Keywords: Intracranial aneurysm, computational flow dynamics, boundary condition, inlet waveform, wall shear stress, oscillatory shear index
Introduction
Intracranial aneurysms (IAs) are pathological dilatations of arterial walls that affect up to 5% of the entire population (Rinkel et al., 1998). Ruptured IAs cause subarachnoid hemorrhage and its sequelae, resulting in significant morbidity and mortality (Broderick et al., 1994; Cross et al., 2003; Hop et al., 1997). Image-based computational fluid dynamics (CFD) has been widely used to obtain patient-specific hemodynamic fields in IAs to stratify aneurysm rupture risk (Cebral et al., 2011; Jou et al., 2008; Meng et al., 2013; Shojima et al., 2004; Xiang et al., 2011a; Xiang et al., 2013). Recent studies show that hemodynamics are promising metrics to directly impact the clinical practice on treating aneurysms (Cebral et al., 2011; Xiang et al., 2011a; Xiang et al., 2013). Two hemodynamic parameters, wall shear stress (WSS, the tangential frictional stress caused by the action of flowing blood on the vessel wall endothelium) and oscillatory shear index (OSI, the WSS direction change during one cardiac cycle), have received particular attention due to their ability to elicit biological responses of the arterial wall (Meng et al., 2013; Shojima et al., 2004; Xiang et al., 2011a). In our previous study, we have found that low WSS and high OSI are independently associated with aneurysm rupture (Xiang et al., 2011a). This finding was corroborated by several other aneurysm hemodynamics studies (Kawaguchi et al., 2012; Lu et al., 2011; Miura et al., 2013; Zhang et al., 2011). However, a few studies have also reported high WSS to be correlated with aneurysm growth and rupture status (Castro et al., 2009; Cebral et al., 2011; Sugiyama et al., 2012).

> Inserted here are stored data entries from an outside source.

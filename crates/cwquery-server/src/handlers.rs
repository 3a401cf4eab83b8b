//! Request handlers for the /api surface.
//!
//! Handlers validate caller input, delegate to the auth and client crates,
//! and shape responses. Every execute-query attempt is recorded in history
//! whether it succeeds or fails; a history write failure never fails the
//! request it rides on.

use std::time::Instant;

use axum::{
    Json,
    extract::State,
    extract::rejection::JsonRejection,
    http::StatusCode,
    response::{IntoResponse, Response},
};
use serde::Deserialize;
use serde_json::{Value, json};

use cwquery_auth::ASSERTION_TTL_SECS;
use cwquery_client::normalize::expect_binary;
use cwquery_client::patient::build_patient_resource;
use cwquery_client::{
    Method, NormalizedBody, QueryParameters, UpstreamRequest, audit, guard, query,
};
use cwquery_core::catalog::{CONTENT_TYPES, LOINC_DOCUMENT_TYPES};
use cwquery_core::{Environment, NewQueryHistoryRecord, QueryOutcome};

use crate::error::ApiError;
use crate::state::AppState;

pub async fn root() -> impl IntoResponse {
    let body = json!({
        "service": "cwquery",
        "status": "ok",
        "version": env!("CARGO_PKG_VERSION"),
    });
    (StatusCode::OK, Json(body))
}

pub async fn healthz() -> impl IntoResponse {
    (StatusCode::OK, Json(json!({ "status": "ok" })))
}

/// Reference data for the form client.
pub async fn catalog() -> impl IntoResponse {
    Json(json!({
        "documentTypes": LOINC_DOCUMENT_TYPES,
        "contentTypes": CONTENT_TYPES,
    }))
}

// ---- Query execution ----

pub async fn execute_query(
    State(state): State<AppState>,
    payload: Result<Json<QueryParameters>, JsonRejection>,
) -> Result<Response, ApiError> {
    let Json(params) = payload
        .map_err(|e| ApiError::validation("Invalid query parameters", vec![e.body_text()]))?;
    params
        .validate()
        .map_err(|details| ApiError::validation("Invalid query parameters", details))?;

    let env = state.config.environment(params.environment);
    let timeout_ms = state.executor.timeout_ms();
    let query_url = query::build_query_url(&env.query_base_url, &params)
        .map_err(|e| ApiError::from_client(e, timeout_ms, 0))?;

    let started = Instant::now();
    let result = state
        .executor
        .execute(UpstreamRequest {
            operation: "DocumentReference Query",
            method: Method::GET,
            url: &query_url,
            bearer: &params.bearer_token,
            body: None,
        })
        .await;

    match result {
        Ok(response) => {
            let outcome = if response.is_success() {
                QueryOutcome::Success
            } else {
                QueryOutcome::Error
            };
            let document_count = document_count_of(&response.body);
            record_history(
                &state,
                &params,
                &query_url,
                response.elapsed_ms,
                document_count,
                outcome,
            )
            .await;

            if response.is_success() {
                // 2xx passthrough: the upstream body is the response.
                Ok(Json(response.body).into_response())
            } else {
                Err(ApiError::UpstreamApi {
                    status: response.status,
                    status_text: response.status_text,
                    details: serde_json::to_value(&response.body).unwrap_or(Value::Null),
                    response_time_ms: Some(response.elapsed_ms),
                    patient_object: None,
                })
            }
        }
        Err(error) => {
            let elapsed_ms = started.elapsed().as_millis() as u64;
            record_history(&state, &params, &query_url, elapsed_ms, 0, QueryOutcome::Error).await;
            Err(ApiError::from_client(error, timeout_ms, elapsed_ms))
        }
    }
}

/// Upstream `total` when present, else the returned page's entry count.
fn document_count_of(body: &NormalizedBody) -> u64 {
    let Some(value) = body.as_json() else {
        return 0;
    };
    value
        .get("total")
        .and_then(Value::as_u64)
        .or_else(|| value.get("entry").and_then(Value::as_array).map(|e| e.len() as u64))
        .unwrap_or(0)
}

async fn record_history(
    state: &AppState,
    params: &QueryParameters,
    query_url: &str,
    response_time_ms: u64,
    document_count: u64,
    status: QueryOutcome,
) {
    let record = NewQueryHistoryRecord {
        query_url: query_url.to_string(),
        environment: params.environment,
        patient_identifier: params.patient_identifier(),
        parameters: serde_json::to_value(params).unwrap_or(Value::Null),
        response_time_ms,
        document_count,
        status,
    };
    if let Err(e) = state.history.append(record).await {
        tracing::warn!(error = %e, "failed to record query history");
    }
}

// ---- Document download ----

#[derive(Debug, Deserialize)]
#[serde(rename_all = "camelCase")]
pub struct DownloadDocumentRequest {
    pub environment: Environment,
    pub bearer_token: String,
    pub document_url: String,
}

pub async fn download_document(
    State(state): State<AppState>,
    payload: Result<Json<DownloadDocumentRequest>, JsonRejection>,
) -> Result<Response, ApiError> {
    let Json(request) = payload
        .map_err(|e| ApiError::validation("Invalid download parameters", vec![e.body_text()]))?;

    let mut issues = Vec::new();
    if request.bearer_token.is_empty() {
        issues.push("bearerToken must not be empty".to_string());
    }
    if request.document_url.is_empty() {
        issues.push("documentUrl must not be empty".to_string());
    }
    if !issues.is_empty() {
        return Err(ApiError::validation("Invalid download parameters", issues));
    }

    let env = state.config.environment(request.environment);
    let timeout_ms = state.executor.timeout_ms();

    // The allow-list guard runs before anything is dereferenced.
    guard::validate_document_url(&request.document_url, &env.allowed_host)
        .map_err(|e| ApiError::from_client(e, timeout_ms, 0))?;

    let started = Instant::now();
    let response = state
        .executor
        .execute(UpstreamRequest {
            operation: "Binary Retrieve",
            method: Method::GET,
            url: &request.document_url,
            bearer: &request.bearer_token,
            body: None,
        })
        .await
        .map_err(|e| {
            let elapsed_ms = started.elapsed().as_millis() as u64;
            ApiError::from_client(e, timeout_ms, elapsed_ms)
        })?;

    if response.status != 200 {
        return Err(ApiError::UpstreamApi {
            status: response.status,
            status_text: response.status_text,
            details: serde_json::to_value(&response.body).unwrap_or(Value::Null),
            response_time_ms: None,
            patient_object: None,
        });
    }

    let binary = expect_binary(&response.body)
        .map_err(|e| ApiError::from_client(e, timeout_ms, response.elapsed_ms))?;

    Ok(Json(json!({
        "success": true,
        "contentType": binary.content_type,
        "data": binary.data,
        "id": binary.id,
    }))
    .into_response())
}

// ---- Assertion minting ----

#[derive(Debug, Deserialize)]
#[serde(rename_all = "camelCase")]
pub struct GenerateJwtRequest {
    pub identity_token: String,
}

pub async fn generate_jwt(
    State(state): State<AppState>,
    payload: Result<Json<GenerateJwtRequest>, JsonRejection>,
) -> Result<Response, ApiError> {
    let Json(request) =
        payload.map_err(|e| ApiError::validation("Invalid request", vec![e.body_text()]))?;
    if request.identity_token.is_empty() {
        return Err(ApiError::validation(
            "Invalid request",
            vec!["identityToken must not be empty".to_string()],
        ));
    }

    tracing::info!(
        operation = "JWT Generation",
        token_preview = %audit::preview(&request.identity_token),
        "starting assertion generation"
    );

    let signed = state.signer.sign(&request.identity_token).inspect_err(|e| {
        tracing::error!(operation = "JWT Generation", error = %e, "assertion generation failed");
    })?;

    tracing::info!(
        operation = "JWT Generation",
        jwt_preview = %audit::preview(&signed.assertion),
        "assertion generation successful"
    );

    Ok(Json(json!({
        "success": true,
        "jwt": signed.assertion,
        "claims": signed.claims,
        "expiresIn": ASSERTION_TTL_SECS,
    }))
    .into_response())
}

// ---- Patient registration ----

#[derive(Debug, Deserialize)]
#[serde(rename_all = "camelCase")]
pub struct CreatePatientRequest {
    pub environment: Environment,
    pub identity_token: String,
    pub local_patient_id: String,
    pub local_aaid: String,
}

pub async fn create_patient(
    State(state): State<AppState>,
    payload: Result<Json<CreatePatientRequest>, JsonRejection>,
) -> Result<Response, ApiError> {
    let Json(request) =
        payload.map_err(|e| ApiError::validation("Invalid request", vec![e.body_text()]))?;

    let mut issues = Vec::new();
    for (name, value) in [
        ("identityToken", &request.identity_token),
        ("localPatientId", &request.local_patient_id),
        ("localAaid", &request.local_aaid),
    ] {
        if value.is_empty() {
            issues.push(format!("{name} must not be empty"));
        }
    }
    if !issues.is_empty() {
        return Err(ApiError::validation("Invalid request", issues));
    }

    // The assertion is regenerated per call; the decoded claims feed the
    // registration document.
    let signed = state.signer.sign(&request.identity_token)?;
    let patient = build_patient_resource(
        &signed.claims,
        &request.local_patient_id,
        &request.local_aaid,
        &state.config.upstream.org_name,
        &state.config.upstream.identity_issuer_oid,
    );
    let patient_value = serde_json::to_value(&patient)
        .map_err(|e| ApiError::internal("Failed to create patient", e.to_string()))?;

    let env = state.config.environment(request.environment);
    let patient_url = env.patient_url(&state.config.upstream.org_oid);
    let timeout_ms = state.executor.timeout_ms();

    let started = Instant::now();
    let response = state
        .executor
        .execute(UpstreamRequest {
            operation: "Patient Create",
            method: Method::POST,
            url: &patient_url,
            bearer: &signed.assertion,
            body: Some(&patient_value),
        })
        .await
        .map_err(|e| {
            let elapsed_ms = started.elapsed().as_millis() as u64;
            ApiError::from_client(e, timeout_ms, elapsed_ms)
        })?;

    if response.is_success() {
        Ok(Json(json!({
            "success": true,
            "patient": response.body,
            "patientObject": patient_value,
        }))
        .into_response())
    } else {
        Err(ApiError::UpstreamApi {
            status: response.status,
            status_text: response.status_text,
            details: serde_json::to_value(&response.body).unwrap_or(Value::Null),
            response_time_ms: None,
            patient_object: Some(patient_value),
        })
    }
}

// ---- Query history ----

pub async fn get_query_history(State(state): State<AppState>) -> Result<Response, ApiError> {
    let records = state
        .history
        .recent()
        .await
        .map_err(|e| ApiError::internal("Failed to get query history", e.to_string()))?;
    Ok(Json(records).into_response())
}

pub async fn clear_query_history(State(state): State<AppState>) -> Result<Response, ApiError> {
    state
        .history
        .clear()
        .await
        .map_err(|e| ApiError::internal("Failed to clear query history", e.to_string()))?;
    Ok(Json(json!({ "success": true })).into_response())
}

In a recent AJNR editorial, Kallmes raised concerns on the conflicting findings and CFD modeling and assumptions (Kallmes, 2012), which has spurned a debate (Cebral and Meng, 2012; Robertson and Watton, 2012; Strother and Jiang, 2012). It has recently been proposed that both low and high WSS can elicit pathological remodeling of IAs, via different biological pathways (Meng et al., 2013). On the other hand, it is unclear if such discrepancies could also be caused by population bias, or differences in assumptions or simplifications in CFD simulations (Cebral and Meng, 2012).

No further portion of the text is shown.